WORK INSTRUCTION: Look below for the line that has "async outbox is configured". Set down the lines from there through the line that has "fn async_policy(&self, name: &str)", exactly as written.

MATERIAL FOR THE TASK:
=== Begin Enclosure ===

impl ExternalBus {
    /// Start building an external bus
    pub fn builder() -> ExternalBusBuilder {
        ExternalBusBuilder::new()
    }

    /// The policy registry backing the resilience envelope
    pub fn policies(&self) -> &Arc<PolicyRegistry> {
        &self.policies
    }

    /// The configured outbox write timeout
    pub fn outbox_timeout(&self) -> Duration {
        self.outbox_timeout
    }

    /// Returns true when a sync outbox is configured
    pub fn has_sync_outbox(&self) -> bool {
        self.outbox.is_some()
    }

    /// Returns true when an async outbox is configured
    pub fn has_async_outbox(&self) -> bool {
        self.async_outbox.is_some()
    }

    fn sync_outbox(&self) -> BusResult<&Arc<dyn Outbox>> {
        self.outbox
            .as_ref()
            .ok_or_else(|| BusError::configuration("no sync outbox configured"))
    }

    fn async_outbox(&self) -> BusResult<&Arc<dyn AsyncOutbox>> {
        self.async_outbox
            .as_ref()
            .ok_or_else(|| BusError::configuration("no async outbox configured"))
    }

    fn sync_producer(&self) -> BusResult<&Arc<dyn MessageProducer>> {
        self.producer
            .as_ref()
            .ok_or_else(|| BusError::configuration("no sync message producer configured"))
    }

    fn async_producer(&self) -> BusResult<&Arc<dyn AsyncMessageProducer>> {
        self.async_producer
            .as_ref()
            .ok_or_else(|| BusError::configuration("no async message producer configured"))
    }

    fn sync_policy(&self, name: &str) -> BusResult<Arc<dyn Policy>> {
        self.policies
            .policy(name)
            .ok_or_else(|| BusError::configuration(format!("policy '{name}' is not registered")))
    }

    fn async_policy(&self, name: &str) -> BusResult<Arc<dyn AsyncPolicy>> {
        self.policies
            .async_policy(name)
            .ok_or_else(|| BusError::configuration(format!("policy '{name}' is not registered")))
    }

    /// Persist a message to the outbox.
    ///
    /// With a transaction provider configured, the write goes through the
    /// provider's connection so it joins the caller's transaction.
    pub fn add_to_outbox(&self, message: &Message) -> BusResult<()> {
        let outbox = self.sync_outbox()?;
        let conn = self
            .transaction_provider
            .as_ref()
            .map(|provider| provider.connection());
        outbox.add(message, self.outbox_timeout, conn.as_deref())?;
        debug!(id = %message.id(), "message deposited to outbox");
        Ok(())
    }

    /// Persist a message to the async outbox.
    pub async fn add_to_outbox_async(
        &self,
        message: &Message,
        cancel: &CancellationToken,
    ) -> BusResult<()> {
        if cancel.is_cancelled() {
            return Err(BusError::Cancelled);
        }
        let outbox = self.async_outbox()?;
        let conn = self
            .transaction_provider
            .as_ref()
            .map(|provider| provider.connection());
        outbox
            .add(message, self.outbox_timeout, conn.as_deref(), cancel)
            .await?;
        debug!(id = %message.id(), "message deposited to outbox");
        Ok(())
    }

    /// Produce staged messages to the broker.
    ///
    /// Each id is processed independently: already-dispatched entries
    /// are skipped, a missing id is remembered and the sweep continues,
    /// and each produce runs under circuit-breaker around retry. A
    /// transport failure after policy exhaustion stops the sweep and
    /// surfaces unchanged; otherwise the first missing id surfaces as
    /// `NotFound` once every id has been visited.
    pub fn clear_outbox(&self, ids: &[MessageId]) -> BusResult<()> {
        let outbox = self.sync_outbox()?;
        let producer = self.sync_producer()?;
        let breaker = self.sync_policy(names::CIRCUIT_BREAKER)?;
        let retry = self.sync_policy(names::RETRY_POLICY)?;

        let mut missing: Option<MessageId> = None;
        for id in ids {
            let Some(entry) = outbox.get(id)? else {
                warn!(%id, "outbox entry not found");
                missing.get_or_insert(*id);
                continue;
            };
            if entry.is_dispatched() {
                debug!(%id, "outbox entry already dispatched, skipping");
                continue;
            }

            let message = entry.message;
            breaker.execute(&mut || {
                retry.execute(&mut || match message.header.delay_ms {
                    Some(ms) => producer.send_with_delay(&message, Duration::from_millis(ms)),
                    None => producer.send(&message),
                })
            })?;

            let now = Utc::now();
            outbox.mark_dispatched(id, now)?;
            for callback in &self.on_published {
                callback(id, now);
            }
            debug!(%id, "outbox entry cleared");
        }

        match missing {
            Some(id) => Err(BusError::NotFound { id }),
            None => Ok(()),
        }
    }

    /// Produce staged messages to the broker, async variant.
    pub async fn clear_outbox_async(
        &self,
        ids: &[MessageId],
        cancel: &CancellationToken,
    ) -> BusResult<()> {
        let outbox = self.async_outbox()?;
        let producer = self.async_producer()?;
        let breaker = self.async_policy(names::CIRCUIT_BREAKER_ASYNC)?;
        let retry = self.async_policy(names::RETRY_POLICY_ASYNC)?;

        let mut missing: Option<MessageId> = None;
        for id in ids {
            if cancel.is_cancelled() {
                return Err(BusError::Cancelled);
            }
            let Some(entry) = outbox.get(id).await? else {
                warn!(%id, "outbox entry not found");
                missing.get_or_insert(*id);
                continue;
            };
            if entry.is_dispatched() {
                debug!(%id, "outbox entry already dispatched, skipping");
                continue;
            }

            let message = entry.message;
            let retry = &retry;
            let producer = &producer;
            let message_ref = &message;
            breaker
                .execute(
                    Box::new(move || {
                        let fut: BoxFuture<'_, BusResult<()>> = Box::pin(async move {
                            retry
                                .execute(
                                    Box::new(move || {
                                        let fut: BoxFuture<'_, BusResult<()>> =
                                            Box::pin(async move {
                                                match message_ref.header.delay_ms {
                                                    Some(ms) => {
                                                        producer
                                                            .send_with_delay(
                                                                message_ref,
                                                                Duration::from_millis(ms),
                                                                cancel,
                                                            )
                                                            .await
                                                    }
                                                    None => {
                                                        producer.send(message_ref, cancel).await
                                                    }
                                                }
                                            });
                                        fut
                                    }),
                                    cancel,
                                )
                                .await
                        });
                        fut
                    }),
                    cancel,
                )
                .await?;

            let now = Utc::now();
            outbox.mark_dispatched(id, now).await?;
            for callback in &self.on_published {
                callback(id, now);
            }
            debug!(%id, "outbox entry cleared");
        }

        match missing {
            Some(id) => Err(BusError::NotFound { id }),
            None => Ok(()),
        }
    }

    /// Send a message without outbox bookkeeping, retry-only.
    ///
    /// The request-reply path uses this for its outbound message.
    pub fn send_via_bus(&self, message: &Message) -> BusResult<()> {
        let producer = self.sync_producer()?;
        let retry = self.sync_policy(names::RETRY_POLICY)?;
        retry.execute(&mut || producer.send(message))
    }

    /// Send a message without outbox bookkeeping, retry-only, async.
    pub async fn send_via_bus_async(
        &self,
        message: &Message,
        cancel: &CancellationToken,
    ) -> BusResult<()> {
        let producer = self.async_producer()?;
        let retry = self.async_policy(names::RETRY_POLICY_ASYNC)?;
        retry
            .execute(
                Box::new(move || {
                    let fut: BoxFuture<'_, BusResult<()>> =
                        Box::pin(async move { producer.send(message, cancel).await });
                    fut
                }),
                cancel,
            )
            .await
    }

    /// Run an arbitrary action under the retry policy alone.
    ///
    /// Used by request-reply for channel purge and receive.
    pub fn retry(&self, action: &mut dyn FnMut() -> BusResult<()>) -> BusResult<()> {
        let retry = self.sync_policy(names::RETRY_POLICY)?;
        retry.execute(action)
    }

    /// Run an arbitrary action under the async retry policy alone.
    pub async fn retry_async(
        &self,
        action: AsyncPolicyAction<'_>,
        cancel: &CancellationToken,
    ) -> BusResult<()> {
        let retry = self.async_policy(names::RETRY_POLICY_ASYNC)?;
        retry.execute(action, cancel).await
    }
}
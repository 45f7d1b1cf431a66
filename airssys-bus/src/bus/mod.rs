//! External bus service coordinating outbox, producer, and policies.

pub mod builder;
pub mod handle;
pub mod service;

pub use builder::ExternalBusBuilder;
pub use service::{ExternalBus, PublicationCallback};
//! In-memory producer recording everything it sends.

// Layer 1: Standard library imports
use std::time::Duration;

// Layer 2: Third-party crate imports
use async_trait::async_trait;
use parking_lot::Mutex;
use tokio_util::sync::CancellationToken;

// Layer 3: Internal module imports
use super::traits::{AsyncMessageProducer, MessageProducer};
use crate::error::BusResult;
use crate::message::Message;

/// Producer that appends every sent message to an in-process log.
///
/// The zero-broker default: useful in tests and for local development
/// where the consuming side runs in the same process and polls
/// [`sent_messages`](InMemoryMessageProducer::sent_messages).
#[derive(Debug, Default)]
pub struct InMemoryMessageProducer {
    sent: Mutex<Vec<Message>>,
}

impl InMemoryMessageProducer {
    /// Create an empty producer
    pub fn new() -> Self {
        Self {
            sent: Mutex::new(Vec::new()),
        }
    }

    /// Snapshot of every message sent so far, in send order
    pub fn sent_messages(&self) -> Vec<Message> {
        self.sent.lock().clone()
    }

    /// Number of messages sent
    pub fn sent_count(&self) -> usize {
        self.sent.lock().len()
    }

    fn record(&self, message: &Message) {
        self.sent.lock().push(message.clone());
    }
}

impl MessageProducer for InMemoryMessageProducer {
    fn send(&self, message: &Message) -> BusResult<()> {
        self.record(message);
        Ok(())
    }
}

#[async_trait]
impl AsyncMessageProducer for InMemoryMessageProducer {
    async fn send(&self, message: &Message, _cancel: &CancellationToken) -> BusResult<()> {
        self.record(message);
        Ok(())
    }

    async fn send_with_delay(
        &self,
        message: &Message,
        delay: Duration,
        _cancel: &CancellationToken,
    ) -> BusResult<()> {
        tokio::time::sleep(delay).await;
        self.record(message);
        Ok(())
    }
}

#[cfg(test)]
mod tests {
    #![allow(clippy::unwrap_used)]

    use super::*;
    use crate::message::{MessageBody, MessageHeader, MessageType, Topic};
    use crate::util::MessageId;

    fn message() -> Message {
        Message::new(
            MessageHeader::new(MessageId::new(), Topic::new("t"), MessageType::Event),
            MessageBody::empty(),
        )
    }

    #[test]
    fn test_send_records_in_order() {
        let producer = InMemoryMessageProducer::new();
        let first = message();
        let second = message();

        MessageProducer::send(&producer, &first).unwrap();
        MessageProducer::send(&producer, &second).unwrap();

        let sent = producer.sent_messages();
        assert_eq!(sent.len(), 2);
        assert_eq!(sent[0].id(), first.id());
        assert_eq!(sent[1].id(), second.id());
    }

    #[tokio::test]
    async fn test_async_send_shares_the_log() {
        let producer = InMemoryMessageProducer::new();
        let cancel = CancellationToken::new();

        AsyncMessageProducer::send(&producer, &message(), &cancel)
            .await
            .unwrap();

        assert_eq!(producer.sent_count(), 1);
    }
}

=== End Enclosure ===

SOLUTION:
    /// Returns true when an async outbox is configured
    pub fn has_async_outbox(&self) -> bool {
        self.async_outbox.is_some()
    }

    fn sync_outbox(&self) -> BusResult<&Arc<dyn Outbox>> {
        self.outbox
            .as_ref()
            .ok_or_else(|| BusError::configuration("no sync outbox configured"))
    }

    fn async_outbox(&self) -> BusResult<&Arc<dyn AsyncOutbox>> {
        self.async_outbox
            .as_ref()
            .ok_or_else(|| BusError::configuration("no async outbox configured"))
    }

    fn sync_producer(&self) -> BusResult<&Arc<dyn MessageProducer>> {
        self.producer
            .as_ref()
            .ok_or_else(|| BusError::configuration("no sync message producer configured"))
    }

    fn async_producer(&self) -> BusResult<&Arc<dyn AsyncMessageProducer>> {
        self.async_producer
            .as_ref()
            .ok_or_else(|| BusError::configuration("no async message producer configured"))
    }

    fn sync_policy(&self, name: &str) -> BusResult<Arc<dyn Policy>> {
        self.policies
            .policy(name)
            .ok_or_else(|| BusError::configuration(format!("policy '{name}' is not registered")))
    }

    fn async_policy(&self, name: &str) -> BusResult<Arc<dyn AsyncPolicy>> {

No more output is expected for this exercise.